There could be no other conclusion, a child is presumed by law to be incapable of giving rational consent to any lascivious act, taking into account the constitutionally enshrined State policy to promote the physical, moral, spiritual, intellectual and social well-being of the youth, as well as, in harmony with the foremost consideration of the child's best interests in all actions concerning him or her. This is equally consistent with the declared policy of the State to provide special protection to children from all forms of abuse, neglect, cruelty, exploitation and discrimination, and other conditions prejudicial to their development; provide sanctions for their commission and carry out a program for prevention and deterrence of and crisis intervention in situations of child abuse, exploitation, and discrimination. Besides, if it was the intention of the framers of the law to make child offenders liable only of Article 266-A of the RPC, which provides for a lower penalty than R.A No. 7610, the law could have expressly made such statements. (Underscoring supplied)

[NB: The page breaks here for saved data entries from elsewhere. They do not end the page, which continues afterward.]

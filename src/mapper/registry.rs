//! Kind → mapper lookup table

use super::kinds::default_mappers;
use super::Mapper;
use std::collections::BTreeMap;
use std::sync::Arc;

/// Registered mappers keyed by kind, iterated in sorted order
#[derive(Clone, Default)]
pub struct MapperRegistry {
    mappers: BTreeMap<String, Arc<dyn Mapper>>,
}

impl MapperRegistry {
    pub fn new() -> Self {
        Self::default()
    }

    /// Registry with the built-in mappers for every supported kind
    pub fn with_defaults() -> Self {
        let mut registry = Self::new();
        for mapper in default_mappers() {
            registry.register(mapper);
        }
        registry
    }

    /// Register under the mapper's own kind; a later registration wins
    pub fn register(&mut self, mapper: Arc<dyn Mapper>) {
        let kind = mapper.kind().to_string();
        self.insert(kind, mapper);
    }

    /// Register under an explicit key
    pub fn insert(&mut self, kind: impl Into<String>, mapper: Arc<dyn Mapper>) {
        let kind = kind.into();
        if self.mappers.insert(kind.clone(), mapper).is_some() {
            tracing::debug!("Replaced mapper for {}", kind);
        }
    }

    pub fn get(&self, kind: &str) -> Option<Arc<dyn Mapper>> {
        self.mappers.get(kind).cloned()
    }

    pub fn all(&self) -> impl Iterator<Item = (&str, &Arc<dyn Mapper>)> {
        self.mappers.iter().map(|(k, m)| (k.as_str(), m))
    }

    pub fn kinds(&self) -> Vec<String> {
        self.mappers.keys().cloned().collect()
    }

    pub fn len(&self) -> usize {
        self.mappers.len()
    }

    pub fn is_empty(&self) -> bool {
        self.mappers.is_empty()
    }
}

impl std::fmt::Debug for MapperRegistry {
    fn fmt(&self, f: &mut std::fmt::Formatter<'_>) -> std::fmt::Result {
        f.debug_struct("MapperRegistry")
            .field("kinds", &self.kinds())
            .finish()
    }
}
//! Source discovery and the class index.
//!
//! The index stands in for a class loader: it parses every PHP file found
//! under the scan roots and answers structural questions (ancestry,
//! interfaces, traits) across the files it has seen.

use crate::error::{AtlasError, Result};
use crate::parser::{is_php_source, short_name, PhpClass, PhpParser, RouteDefinition};
use std::collections::{BTreeMap, BTreeSet};
use std::path::{Path, PathBuf};
use walkdir::WalkDir;

const SKIPPED_DIRS: &[&str] = &["vendor", "node_modules", ".git", "storage"];

/// Resolve the roots a mapper should read.
///
/// Empty `paths` means the kind's conventional directories under the
/// project root; missing conventional directories are ignored. Explicit
/// paths must exist.
pub fn resolve_roots(
    kind: &str,
    defaults: &[PathBuf],
    paths: &[PathBuf],
    root: Option<&Path>,
) -> Result<Vec<PathBuf>> {
    let base = root.unwrap_or_else(|| Path::new("."));
    let absolutize = |p: &PathBuf| {
        if p.is_absolute() {
            p.clone()
        } else {
            base.join(p)
        }
    };

    if paths.is_empty() {
        return Ok(defaults
            .iter()
            .map(absolutize)
            .filter(|p| p.exists())
            .collect());
    }

    let mut roots = Vec::with_capacity(paths.len());
    for path in paths {
        let resolved = absolutize(path);
        if !resolved.exists() {
            return Err(AtlasError::scan(
                kind,
                format!("path does not exist: {}", resolved.display()),
            ));
        }
        roots.push(resolved);
    }
    Ok(roots)
}

/// Walk the roots and list PHP source files in a stable order
pub fn discover_files(
    kind: &str,
    roots: &[PathBuf],
    recursive: bool,
    max_depth: Option<usize>,
    include_vendors: bool,
) -> Result<Vec<PathBuf>> {
    let mut files = BTreeSet::new();

    for root in roots {
        if root.is_file() {
            if is_php_source(root) {
                files.insert(root.clone());
            }
            continue;
        }

        let depth = if recursive {
            max_depth.unwrap_or(usize::MAX)
        } else {
            1
        };

        let walker = WalkDir::new(root)
            .follow_links(true)
            .max_depth(depth)
            .into_iter()
            .filter_entry(|e| {
                e.depth() == 0
                    || !e.file_type().is_dir()
                    || include_vendors
                    || !e
                        .file_name()
                        .to_str()
                        .map(|n| SKIPPED_DIRS.contains(&n))
                        .unwrap_or(false)
            });

        for entry in walker {
            let entry = match entry {
                Ok(entry) => entry,
                Err(e) if e.depth() == 0 => return Err(AtlasError::scan(kind, e)),
                Err(e) => {
                    tracing::warn!("Skipping unreadable entry under {}: {}", root.display(), e);
                    continue;
                }
            };
            if entry.file_type().is_file() && is_php_source(entry.path()) {
                files.insert(entry.into_path());
            }
        }
    }

    Ok(files.into_iter().collect())
}

/// Classes and routes parsed from a set of files
#[derive(Debug, Default)]
pub struct ClassIndex {
    classes: BTreeMap<String, PhpClass>,
    routes: Vec<RouteDefinition>,
    skipped: usize,
}

impl ClassIndex {
    /// Parse every file; files that cannot be read or parsed are skipped
    pub fn from_files(files: &[PathBuf]) -> Result<Self> {
        let mut parser = PhpParser::new().map_err(|e| AtlasError::Parser(e.to_string()))?;
        let mut index = Self::default();

        for file in files {
            match parser.parse_path(file) {
                Ok(parsed) => {
                    tracing::debug!(
                        "Parsed {}: {} classes, {} routes",
                        file.display(),
                        parsed.classes.len(),
                        parsed.routes.len()
                    );
                    for class in parsed.classes {
                        index.classes.insert(class.fqcn.clone(), class);
                    }
                    index.routes.extend(parsed.routes);
                }
                Err(e) => {
                    tracing::warn!("Skipping {}: {:#}", file.display(), e);
                    index.skipped += 1;
                }
            }
        }

        Ok(index)
    }

    /// Build an index from already-parsed classes
    pub fn from_classes(classes: impl IntoIterator<Item = PhpClass>) -> Self {
        Self {
            classes: classes.into_iter().map(|c| (c.fqcn.clone(), c)).collect(),
            routes: Vec::new(),
            skipped: 0,
        }
    }

    pub fn classes(&self) -> impl Iterator<Item = &PhpClass> {
        self.classes.values()
    }

    pub fn get(&self, fqcn: &str) -> Option<&PhpClass> {
        self.classes.get(fqcn)
    }

    pub fn routes(&self) -> &[RouteDefinition] {
        &self.routes
    }

    /// Number of files that could not be read or parsed
    pub fn skipped(&self) -> usize {
        self.skipped
    }

    /// Fully-qualified parent chain, nearest first. The chain ends at the
    /// first parent that is not part of the index.
    pub fn ancestors(&self, class: &PhpClass) -> Vec<String> {
        let mut chain = Vec::new();
        let mut current = class.extends.clone();
        while let Some(parent) = current {
            if chain.contains(&parent) || parent == class.fqcn {
                break;
            }
            current = self.classes.get(&parent).and_then(|p| p.extends.clone());
            chain.push(parent);
        }
        chain
    }

    /// Whether any ancestor has one of the given short names
    pub fn extends_any(&self, class: &PhpClass, bases: &[&str]) -> bool {
        self.ancestors(class)
            .iter()
            .any(|a| bases.contains(&short_name(a)))
    }

    /// Interfaces implemented by the class or any indexed ancestor
    pub fn interfaces(&self, class: &PhpClass) -> BTreeSet<String> {
        self.collect_along_chain(class, |c| &c.implements)
    }

    /// Traits used by the class or any indexed ancestor
    pub fn traits(&self, class: &PhpClass) -> BTreeSet<String> {
        self.collect_along_chain(class, |c| &c.traits)
    }

    pub fn implements_any(&self, class: &PhpClass, interfaces: &[&str]) -> bool {
        self.interfaces(class)
            .iter()
            .any(|i| interfaces.contains(&short_name(i)))
    }

    pub fn uses_any(&self, class: &PhpClass, traits: &[&str]) -> bool {
        self.traits(class)
            .iter()
            .any(|t| traits.contains(&short_name(t)))
    }

    fn collect_along_chain(
        &self,
        class: &PhpClass,
        field: impl Fn(&PhpClass) -> &Vec<String>,
    ) -> BTreeSet<String> {
        let mut names: BTreeSet<String> = field(class).iter().cloned().collect();
        for ancestor in self.ancestors(class) {
            if let Some(parent) = self.classes.get(&ancestor) {
                names.extend(field(parent).iter().cloned());
            }
        }
        names
    }
}
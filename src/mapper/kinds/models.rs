use super::trait_names;
use crate::mapper::index::ClassIndex;
use crate::mapper::models::{ComponentDetails, ModelDetails, ModelRelation};
use crate::mapper::ClassKind;
use crate::parser::{short_name, CallKind, PhpClass};
use std::path::PathBuf;

const MODEL_BASES: &[&str] = &["Model", "Authenticatable", "Pivot", "MorphPivot"];

const RELATION_METHODS: &[&str] = &[
    "hasOne",
    "hasMany",
    "belongsTo",
    "belongsToMany",
    "hasOneThrough",
    "hasManyThrough",
    "morphTo",
    "morphOne",
    "morphMany",
    "morphToMany",
    "morphedByMany",
];

/// Eloquent models
pub struct ModelKind;

impl ClassKind for ModelKind {
    fn kind(&self) -> &'static str {
        "models"
    }

    fn default_paths(&self) -> Vec<PathBuf> {
        vec![PathBuf::from("app/Models")]
    }

    fn qualifies(&self, class: &PhpClass, index: &ClassIndex) -> bool {
        index.extends_any(class, MODEL_BASES) || class.in_namespace("App\\Models")
    }

    fn details(&self, class: &PhpClass, _index: &ClassIndex) -> ComponentDetails {
        let list = |name: &str| {
            class
                .property_value(name)
                .map(|v| v.string_list())
                .unwrap_or_default()
        };

        let mut casts = class
            .property_value("casts")
            .map(|v| v.string_map())
            .unwrap_or_default();
        if let Some(returned) = super::returned_array(class, "casts") {
            casts.extend(returned.string_map());
        }

        let scopes = class
            .methods
            .iter()
            .filter_map(|m| m.name.strip_prefix("scope"))
            .filter(|rest| rest.starts_with(|c: char| c.is_ascii_uppercase()))
            .map(lower_first)
            .collect();

        ComponentDetails::Model(ModelDetails {
            table: class
                .property_value("table")
                .and_then(|v| v.as_str())
                .map(String::from),
            fillable: list("fillable"),
            guarded: list("guarded"),
            hidden: list("hidden"),
            casts,
            traits: trait_names(class),
            scopes,
            relationships: relationships(class),
        })
    }
}

/// `$this->hasMany(Comment::class)` style relation methods
pub fn relationships(class: &PhpClass) -> Vec<ModelRelation> {
    let mut relations = Vec::new();
    for method in &class.methods {
        let relation = method.calls.iter().find(|c| {
            c.kind == CallKind::Method
                && c.target.as_deref() == Some("$this")
                && RELATION_METHODS.contains(&c.name.as_str())
        });
        let Some(call) = relation else {
            continue;
        };
        // morphTo has no related class argument
        let related = call
            .args
            .first()
            .and_then(|a| a.as_class_ref().or_else(|| a.as_str()))
            .map(|r| short_name(r).to_string())
            .unwrap_or_else(|| "polymorphic".to_string());
        relations.push(ModelRelation {
            name: method.name.clone(),
            related,
            relation_type: call.name.clone(),
        });
    }
    relations
}

fn lower_first(name: &str) -> String {
    let mut chars = name.chars();
    match chars.next() {
        Some(first) => first.to_lowercase().chain(chars).collect(),
        None => String::new(),
    }
}

#[cfg(test)]
mod tests {
    use super::*;
    use crate::parser::PhpParser;
    use std::path::Path;

    fn parse(content: &str) -> PhpClass {
        let mut parser = PhpParser::new().unwrap();
        parser
            .parse_file(Path::new("Model.php"), content)
            .unwrap()
            .classes
            .remove(0)
    }

    #[test]
    fn test_model_details() {
        let class = parse(
            r#"<?php
namespace App\Models;

use Illuminate\Database\Eloquent\Model;

class Post extends Model
{
    protected $table = 'blog_posts';
    protected $fillable = ['title', 'body'];
    protected $hidden = ['secret'];

    protected function casts(): array
    {
        return ['published_at' => 'datetime'];
    }

    public function scopePublished($query)
    {
        return $query->whereNotNull('published_at');
    }

    public function author()
    {
        return $this->belongsTo(User::class, 'user_id');
    }

    public function commentable()
    {
        return $this->morphTo();
    }
}
"#,
        );
        let index = ClassIndex::from_classes(vec![class.clone()]);
        assert!(ModelKind.qualifies(&class, &index));

        let ComponentDetails::Model(details) = ModelKind.details(&class, &index) else {
            panic!("expected model details");
        };
        assert_eq!(details.table.as_deref(), Some("blog_posts"));
        assert_eq!(details.fillable, vec!["title", "body"]);
        assert_eq!(details.hidden, vec!["secret"]);
        assert_eq!(details.casts.get("published_at").map(String::as_str), Some("datetime"));
        assert_eq!(details.scopes, vec!["published"]);
        assert_eq!(
            details.relationships,
            vec![
                ModelRelation {
                    name: "author".into(),
                    related: "User".into(),
                    relation_type: "belongsTo".into(),
                },
                ModelRelation {
                    name: "commentable".into(),
                    related: "polymorphic".into(),
                    relation_type: "morphTo".into(),
                },
            ]
        );
    }

    #[test]
    fn test_plain_class_outside_models_is_not_a_model() {
        let class = parse("<?php namespace App\\Support; class Money {}");
        let index = ClassIndex::from_classes(vec![class.clone()]);
        assert!(!ModelKind.qualifies(&class, &index));
    }
}
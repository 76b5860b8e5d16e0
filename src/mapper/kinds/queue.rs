use super::{method_summaries, property_text};
use crate::mapper::flow::extract_flow;
use crate::mapper::index::ClassIndex;
use crate::mapper::models::{ComponentDetails, EventDetails, JobDetails, NotificationDetails};
use crate::mapper::{injected_dependencies, ClassKind};
use crate::parser::{PhpClass, Visibility};
use std::path::PathBuf;

const BROADCAST_INTERFACES: &[&str] = &["ShouldBroadcast", "ShouldBroadcastNow"];

/// Queueable jobs
pub struct JobKind;

impl ClassKind for JobKind {
    fn kind(&self) -> &'static str {
        "jobs"
    }

    fn default_paths(&self) -> Vec<PathBuf> {
        vec![PathBuf::from("app/Jobs")]
    }

    fn qualifies(&self, class: &PhpClass, index: &ClassIndex) -> bool {
        (index.implements_any(class, &["ShouldQueue"])
            && index.uses_any(class, &["Dispatchable", "Queueable"]))
            || class.in_namespace("App\\Jobs")
    }

    fn details(&self, class: &PhpClass, index: &ClassIndex) -> ComponentDetails {
        ComponentDetails::Job(JobDetails {
            queue: property_text(class, "queue"),
            tries: property_text(class, "tries"),
            timeout: property_text(class, "timeout"),
            should_queue: index.implements_any(class, &["ShouldQueue"]),
            methods: method_summaries(class),
            flow: extract_flow(class, index),
        })
    }

    fn dependencies(&self, class: &PhpClass) -> Vec<String> {
        injected_dependencies(class, "handle")
    }
}

/// Domain and broadcast events
pub struct EventKind;

impl ClassKind for EventKind {
    fn kind(&self) -> &'static str {
        "events"
    }

    fn default_paths(&self) -> Vec<PathBuf> {
        vec![PathBuf::from("app/Events")]
    }

    fn qualifies(&self, class: &PhpClass, index: &ClassIndex) -> bool {
        class.in_namespace("App\\Events")
            || index.implements_any(class, BROADCAST_INTERFACES)
            || (index.uses_any(class, &["Dispatchable"])
                && !index.uses_any(class, &["Queueable"])
                && !class.in_namespace("App\\Jobs"))
    }

    fn details(&self, class: &PhpClass, index: &ClassIndex) -> ComponentDetails {
        ComponentDetails::Event(EventDetails {
            properties: class
                .properties
                .iter()
                .filter(|p| p.visibility == Visibility::Public && !p.is_static)
                .map(|p| p.name.clone())
                .collect(),
            broadcasts: index.implements_any(class, BROADCAST_INTERFACES),
            methods: method_summaries(class),
            flow: extract_flow(class, index),
        })
    }
}

/// Notifications
pub struct NotificationKind;

impl ClassKind for NotificationKind {
    fn kind(&self) -> &'static str {
        "notifications"
    }

    fn default_paths(&self) -> Vec<PathBuf> {
        vec![PathBuf::from("app/Notifications")]
    }

    fn qualifies(&self, class: &PhpClass, index: &ClassIndex) -> bool {
        index.extends_any(class, &["Notification"])
    }

    fn details(&self, class: &PhpClass, index: &ClassIndex) -> ComponentDetails {
        let mut channels: Vec<String> = class
            .method("via")
            .map(|m| m.returns.iter().flat_map(|v| v.string_list()).collect())
            .unwrap_or_default();
        channels.dedup();

        ComponentDetails::Notification(NotificationDetails {
            channels,
            methods: method_summaries(class),
            flow: extract_flow(class, index),
        })
    }
}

Taking the Dimakuta ruling in line with the development of the crime of sexual assault from a mere "crime against chastity" in the form of acts of lasciviousness to a "crime against persons" akin to rape, the guiding parameter holds that "if the acts constituting sexual assault are committed against a victim under 12 years of age or is demented, the nomenclature of the offense should now be 'Sexual Assault under paragraph 2, Article 266-A of the RPC, in relation to Section 5(b) of R.A. No. 7610' and no longer Acts of Lasciviousness under Article 336 of the RPC, in relation to Section 5(b) of [R.A. No.] 7610[.]"55 This rule applies in this case, considering that the introduction of any object into the mouth of a child is covered under the definition of lascivious conduct under R.A. No. 7610.56
Now, going back to the testimony of AAA, there is a need to characterize the proper offense committed following her categorical declaration that accused-appellant's penis was not successfully inserted into her mouth. Relevant to this issue is an analogous application of rape through carnal knowledge in its attempted stage. Carnal knowledge is defined as "the act of a man in having sexual bodily connections with a woman;"57 as such, it requires the slightest penetration of the female genitalia to consummate the rape.58 In People v. Campuhan,59 the Court delineated what constitutes "touching" by the penis in rape, viz.:
[T]ouching when applied to rape cases does not simply mean mere epidermal contact, stroking or grazing of organs, a slight brush or a scrape of the penis on the external layer of the victim's vagina, or the mons pubis, as in this case. There must be sufficient and convincing proof that the penis indeed touched the labias or slid into the female organ, and not merely stroked the external surface thereof, for an accused to be convicted of consummated rape. As the labias, which are required to be "touched" by the penis, are by their natural situs or location beneath the mons pubis or the vaginal surface, to touch them with the penis is to attain some degree of penetration beneath the surface, hence, the conclusion that touching the [labia majora] or the labia minora of the pudendum constitutes consummated rape.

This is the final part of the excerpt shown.